Reproduce, character for character, the entries from their opening line through the line with "NULL CHECK (gas_level".

[Opening ENTRIES PROVIDED section]

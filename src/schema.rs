//! Database schema management for `silent-watch`.
//!
//! Ensures the `sensor_readings` and `risk_alerts` tables exist before the
//! poller or the simulation routes touch them. Applied once on startup from
//! `main.rs` when the Postgres backend is selected (EMBP: single gateway call).

use anyhow::Result;
use sqlx::PgPool;

// ---

/// Create or update the database schema (idempotent).
///
/// `gen_random_uuid()` is built in from PostgreSQL 13 onward. Safe to call on
/// every startup; no-op if objects already exist.
pub async fn create_schema(pool: &PgPool) -> Result<()> {
    // ---
    let mut tx = pool.begin().await?;

    // One row per simulation tick
    sqlx::query(
        r#"
        CREATE TABLE IF NOT EXISTS sensor_readings (
            id           UUID        PRIMARY KEY DEFAULT gen_random_uuid(),
            user_id      UUID        NOT NULL,
            "timestamp"  TIMESTAMPTZ NOT NULL DEFAULT now(),
            pir_motion   BOOLEAN     NOT NULL DEFAULT false,
            sound_level  INTEGER     NOT NULL CHECK (sound_level BETWEEN 0 AND 1023),
            temperature  DOUBLE PRECISION NOT NULL,
            humidity     DOUBLE PRECISION NOT NULL,
            gas_level    INTEGER     NOT NULL CHECK (gas_level >= 0),
            location     TEXT        NOT NULL DEFAULT 'Zone-A',
            created_at   TIMESTAMPTZ NOT NULL DEFAULT now()
        );
        "#,
    )
    .execute(&mut *tx)
    .await?;

    // Alerts are only written above the score floor
    sqlx::query(
        r#"
        CREATE TABLE IF NOT EXISTS risk_alerts (
            id            UUID        PRIMARY KEY DEFAULT gen_random_uuid(),
            user_id       UUID        NOT NULL,
            risk_level    TEXT        NOT NULL CHECK (risk_level IN ('LOW', 'MEDIUM', 'HIGH')),
            risk_score    INTEGER     NOT NULL,
            factors       JSONB       NOT NULL DEFAULT '{}'::jsonb,
            alert_message TEXT        NOT NULL,
            resolved      BOOLEAN     NOT NULL DEFAULT false,
            created_at    TIMESTAMPTZ NOT NULL DEFAULT now()
        );
        "#,
    )
    .execute(&mut *tx)
    .await?;

    // Both poll queries filter by owner and read newest first
    sqlx::query(
        r#"
        CREATE INDEX IF NOT EXISTS idx_sensor_readings_user_timestamp
            ON sensor_readings (user_id, "timestamp" DESC);
        "#,
    )
    .execute(&mut *tx)
    .await?;

    sqlx::query(
        r#"
        CREATE INDEX IF NOT EXISTS idx_risk_alerts_user_created_at
            ON risk_alerts (user_id, created_at DESC);
        "#,
    )
    .execute(&mut *tx)
    .await?;

    tx.commit().await?;
    Ok(())
}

[Closing ENTRIES PROVIDED section]

### SOLUTION TO THE PROBLEM
filename src/schema.rs
//! Database schema management for `silent-watch`.
//!
//! Ensures the `sensor_readings` and `risk_alerts` tables exist before the
//! poller or the simulation routes touch them. Applied once on startup from
//! `main.rs` when the Postgres backend is selected (EMBP: single gateway call).

use anyhow::Result;
use sqlx::PgPool;

// ---

/// Create or update the database schema (idempotent).
///
/// `gen_random_uuid()` is built in from PostgreSQL 13 onward. Safe to call on
/// every startup; no-op if objects already exist.
pub async fn create_schema(pool: &PgPool) -> Result<()> {
    // ---
    let mut tx = pool.begin().await?;

    // One row per simulation tick
    sqlx::query(
        r#"
        CREATE TABLE IF NOT EXISTS sensor_readings (
            id           UUID        PRIMARY KEY DEFAULT gen_random_uuid(),
            user_id      UUID        NOT NULL,
            "timestamp"  TIMESTAMPTZ NOT NULL DEFAULT now(),
            pir_motion   BOOLEAN     NOT NULL DEFAULT false,
            sound_level  INTEGER     NOT NULL CHECK (sound_level BETWEEN 0 AND 1023),
            temperature  DOUBLE PRECISION NOT NULL,
            humidity     DOUBLE PRECISION NOT NULL,
            gas_level    INTEGER     NOT NULL CHECK (gas_level >= 0),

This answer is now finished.